* TASK OBJECTIVE:
Your answer should be the entries below, reproduced character for character.

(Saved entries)

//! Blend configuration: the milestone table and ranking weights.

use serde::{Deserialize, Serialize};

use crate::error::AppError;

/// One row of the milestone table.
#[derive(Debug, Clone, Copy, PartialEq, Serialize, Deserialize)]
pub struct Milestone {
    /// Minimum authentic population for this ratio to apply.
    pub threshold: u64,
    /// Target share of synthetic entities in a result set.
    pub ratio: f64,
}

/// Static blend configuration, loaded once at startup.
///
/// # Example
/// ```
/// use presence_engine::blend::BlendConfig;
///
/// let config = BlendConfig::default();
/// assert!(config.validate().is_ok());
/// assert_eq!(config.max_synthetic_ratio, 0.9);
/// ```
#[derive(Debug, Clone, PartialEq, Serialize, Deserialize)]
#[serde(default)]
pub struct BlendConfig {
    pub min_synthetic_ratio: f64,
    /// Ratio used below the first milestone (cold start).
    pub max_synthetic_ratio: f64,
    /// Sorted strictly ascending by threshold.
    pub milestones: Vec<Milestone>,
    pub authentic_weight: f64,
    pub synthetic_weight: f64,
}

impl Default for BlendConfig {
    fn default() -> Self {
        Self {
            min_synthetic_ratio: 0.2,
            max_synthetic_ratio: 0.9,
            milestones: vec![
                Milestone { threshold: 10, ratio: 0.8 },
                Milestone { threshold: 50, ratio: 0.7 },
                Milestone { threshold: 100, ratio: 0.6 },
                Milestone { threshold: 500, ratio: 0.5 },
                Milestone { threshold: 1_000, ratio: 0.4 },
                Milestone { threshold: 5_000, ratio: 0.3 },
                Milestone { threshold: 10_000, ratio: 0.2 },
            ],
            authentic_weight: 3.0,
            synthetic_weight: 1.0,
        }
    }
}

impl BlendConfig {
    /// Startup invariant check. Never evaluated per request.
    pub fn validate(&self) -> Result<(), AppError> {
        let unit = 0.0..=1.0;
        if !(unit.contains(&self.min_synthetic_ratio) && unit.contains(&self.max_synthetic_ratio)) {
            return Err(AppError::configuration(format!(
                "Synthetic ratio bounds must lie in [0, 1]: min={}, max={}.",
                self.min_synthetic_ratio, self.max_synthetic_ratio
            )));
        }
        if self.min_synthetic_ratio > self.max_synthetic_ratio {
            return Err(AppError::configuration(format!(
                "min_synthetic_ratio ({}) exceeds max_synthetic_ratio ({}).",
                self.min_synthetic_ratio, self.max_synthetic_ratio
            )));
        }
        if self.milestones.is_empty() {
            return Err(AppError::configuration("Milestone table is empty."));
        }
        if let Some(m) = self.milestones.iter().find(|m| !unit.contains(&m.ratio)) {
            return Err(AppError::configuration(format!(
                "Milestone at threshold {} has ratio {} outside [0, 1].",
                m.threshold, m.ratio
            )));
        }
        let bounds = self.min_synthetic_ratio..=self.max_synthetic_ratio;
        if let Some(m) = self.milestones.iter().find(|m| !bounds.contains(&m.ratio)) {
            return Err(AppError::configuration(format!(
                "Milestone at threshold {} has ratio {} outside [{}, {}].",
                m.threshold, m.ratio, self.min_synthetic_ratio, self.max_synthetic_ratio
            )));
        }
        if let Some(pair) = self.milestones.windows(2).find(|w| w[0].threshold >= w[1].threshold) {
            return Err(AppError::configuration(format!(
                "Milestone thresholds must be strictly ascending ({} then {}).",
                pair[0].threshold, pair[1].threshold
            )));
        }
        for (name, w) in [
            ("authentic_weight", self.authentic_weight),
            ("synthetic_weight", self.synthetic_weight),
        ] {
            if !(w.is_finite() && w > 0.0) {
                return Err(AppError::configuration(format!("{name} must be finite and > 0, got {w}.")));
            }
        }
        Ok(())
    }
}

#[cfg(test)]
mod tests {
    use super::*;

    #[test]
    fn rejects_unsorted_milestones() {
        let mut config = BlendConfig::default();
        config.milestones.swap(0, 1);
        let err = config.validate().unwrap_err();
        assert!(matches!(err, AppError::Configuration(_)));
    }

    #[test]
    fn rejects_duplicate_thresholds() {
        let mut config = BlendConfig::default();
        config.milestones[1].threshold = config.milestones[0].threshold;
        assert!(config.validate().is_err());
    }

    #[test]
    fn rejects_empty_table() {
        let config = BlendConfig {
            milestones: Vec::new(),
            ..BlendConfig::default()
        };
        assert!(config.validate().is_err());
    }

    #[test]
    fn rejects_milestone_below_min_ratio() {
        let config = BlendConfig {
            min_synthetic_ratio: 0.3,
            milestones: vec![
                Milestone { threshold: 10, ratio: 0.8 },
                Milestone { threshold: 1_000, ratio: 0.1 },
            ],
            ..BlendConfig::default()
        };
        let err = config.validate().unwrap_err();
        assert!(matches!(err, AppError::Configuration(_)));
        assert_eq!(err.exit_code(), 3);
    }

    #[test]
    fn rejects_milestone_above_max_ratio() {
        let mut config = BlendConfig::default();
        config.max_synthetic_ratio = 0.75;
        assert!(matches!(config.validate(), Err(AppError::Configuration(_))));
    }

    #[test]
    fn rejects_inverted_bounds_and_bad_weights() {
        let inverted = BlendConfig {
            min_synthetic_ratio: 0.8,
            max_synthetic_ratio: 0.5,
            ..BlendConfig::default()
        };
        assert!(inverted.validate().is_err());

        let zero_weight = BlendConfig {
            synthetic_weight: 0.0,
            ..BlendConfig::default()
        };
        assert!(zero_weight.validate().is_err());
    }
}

* RESULT OF THE TASK:
//! Blend configuration: the milestone table and ranking weights.

use serde::{Deserialize, Serialize};

use crate::error::AppError;

/// One row of the milestone table.
#[derive(Debug, Clone, Copy, PartialEq, Serialize, Deserialize)]
pub struct Milestone {
    /// Minimum authentic population for this ratio to apply.
    pub threshold: u64,
    /// Target share of synthetic entities in a result set.
    pub ratio: f64,
}

/// Static blend configuration, loaded once at startup.
///
/// # Example
/// ```
/// use presence_engine::blend::BlendConfig;
///
/// let config = BlendConfig::default();
/// assert!(config.validate().is_ok());
/// assert_eq!(config.max_synthetic_ratio, 0.9);
/// ```
#[derive(Debug, Clone, PartialEq, Serialize, Deserialize)]
#[serde(default)]
pub struct BlendConfig {
    pub min_synthetic_ratio: f64,
    /// Ratio used below the first milestone (cold start).
    pub max_synthetic_ratio: f64,
    /// Sorted strictly ascending by threshold.
    pub milestones: Vec<Milestone>,
    pub authentic_weight: f64,
    pub synthetic_weight: f64,
}

impl Default for BlendConfig {
    fn default() -> Self {
        Self {
            min_synthetic_ratio: 0.2,
            max_synthetic_ratio: 0.9,
            milestones: vec![
                Milestone { threshold: 10, ratio: 0.8 },
                Milestone { threshold: 50, ratio: 0.7 },
                Milestone { threshold: 100, ratio: 0.6 },
                Milestone { threshold: 500, ratio: 0.5 },
                Milestone { threshold: 1_000, ratio: 0.4 },
                Milestone { threshold: 5_000, ratio: 0.3 },
                Milestone { threshold: 10_000, ratio: 0.2 },
            ],
            authentic_weight: 3.0,
            synthetic_weight: 1.0,
        }
    }
}

impl BlendConfig {
    /// Startup invariant check. Never evaluated per request.
    pub fn validate(&self) -> Result<(), AppError> {
        let unit = 0.0..=1.0;
        if !(unit.contains(&self.min_synthetic_ratio) && unit.contains(&self.max_synthetic_ratio)) {
            return Err(AppError::configuration(format!(
                "Synthetic ratio bounds must lie in [0, 1]: min={}, max={}.",
                self.min_synthetic_ratio, self.max_synthetic_ratio
            )));
        }
        if self.min_synthetic_ratio > self.max_synthetic_ratio {
            return Err(AppError::configuration(format!(
                "min_synthetic_ratio ({}) exceeds max_synthetic_ratio ({}).",
                self.min_synthetic_ratio, self.max_synthetic_ratio
            )));
        }
        if self.milestones.is_empty() {
            return Err(AppError::configuration("Milestone table is empty."));
        }
        if let Some(m) = self.milestones.iter().find(|m| !unit.contains(&m.ratio)) {
            return Err(AppError::configuration(format!(
                "Milestone at threshold {} has ratio {} outside [0, 1].",
                m.threshold, m.ratio
            )));
        }
        let bounds = self.min_synthetic_ratio..=self.max_synthetic_ratio;
        if let Some(m) = self.milestones.iter().find(|m| !bounds.contains(&m.ratio)) {
            return Err(AppError::configuration(format!(
                "Milestone at threshold {} has ratio {} outside [{}, {}].",
                m.threshold, m.ratio, self.min_synthetic_ratio, self.max_synthetic_ratio
            )));
        }
        if let Some(pair) = self.milestones.windows(2).find(|w| w[0].threshold >= w[1].threshold) {
            return Err(AppError::configuration(format!(
                "Milestone thresholds must be strictly ascending ({} then {}).",
                pair[0].threshold, pair[1].threshold
            )));
        }
        for (name, w) in [
            ("authentic_weight", self.authentic_weight),
            ("synthetic_weight", self.synthetic_weight),
        ] {
            if !(w.is_finite() && w > 0.0) {
                return Err(AppError::configuration(format!("{name} must be finite and > 0, got {w}.")));
            }
        }
        Ok(())
    }
}

#[cfg(test)]
mod tests {
    use super::*;

    #[test]
    fn rejects_unsorted_milestones() {
        let mut config = BlendConfig::default();
        config.milestones.swap(0, 1);
        let err = config.validate().unwrap_err();
        assert!(matches!(err, AppError::Configuration(_)));
    }

    #[test]
    fn rejects_duplicate_thresholds() {
        let mut config = BlendConfig::default();
        config.milestones[1].threshold = config.milestones[0].threshold;
        assert!(config.validate().is_err());
    }

    #[test]
    fn rejects_empty_table() {
        let config = BlendConfig {
            milestones: Vec::new(),
            ..BlendConfig::default()
        };
        assert!(config.validate().is_err());
    }

    #[test]
    fn rejects_milestone_below_min_ratio() {
        let config = BlendConfig {
            min_synthetic_ratio: 0.3,
            milestones: vec![
                Milestone { threshold: 10, ratio: 0.8 },
                Milestone { threshold: 1_000, ratio: 0.1 },
            ],
            ..BlendConfig::default()
        };
        let err = config.validate().unwrap_err();
        assert!(matches!(err, AppError::Configuration(_)));
        assert_eq!(err.exit_code(), 3);
    }

    #[test]
    fn rejects_milestone_above_max_ratio() {
        let mut config = BlendConfig::default();
        config.max_synthetic_ratio = 0.75;
        assert!(matches!(config.validate(), Err(AppError::Configuration(_))));
    }

    #[test]
    fn rejects_inverted_bounds_and_bad_weights() {
        let inverted = BlendConfig {
            min_synthetic_ratio: 0.8,
            max_synthetic_ratio: 0.5,
            ..BlendConfig::default()
        };
        assert!(inverted.validate().is_err());

        let zero_weight = BlendConfig {
            synthetic_weight: 0.0,
            ..BlendConfig::default()
        };
        assert!(zero_weight.validate().is_err());
    }
}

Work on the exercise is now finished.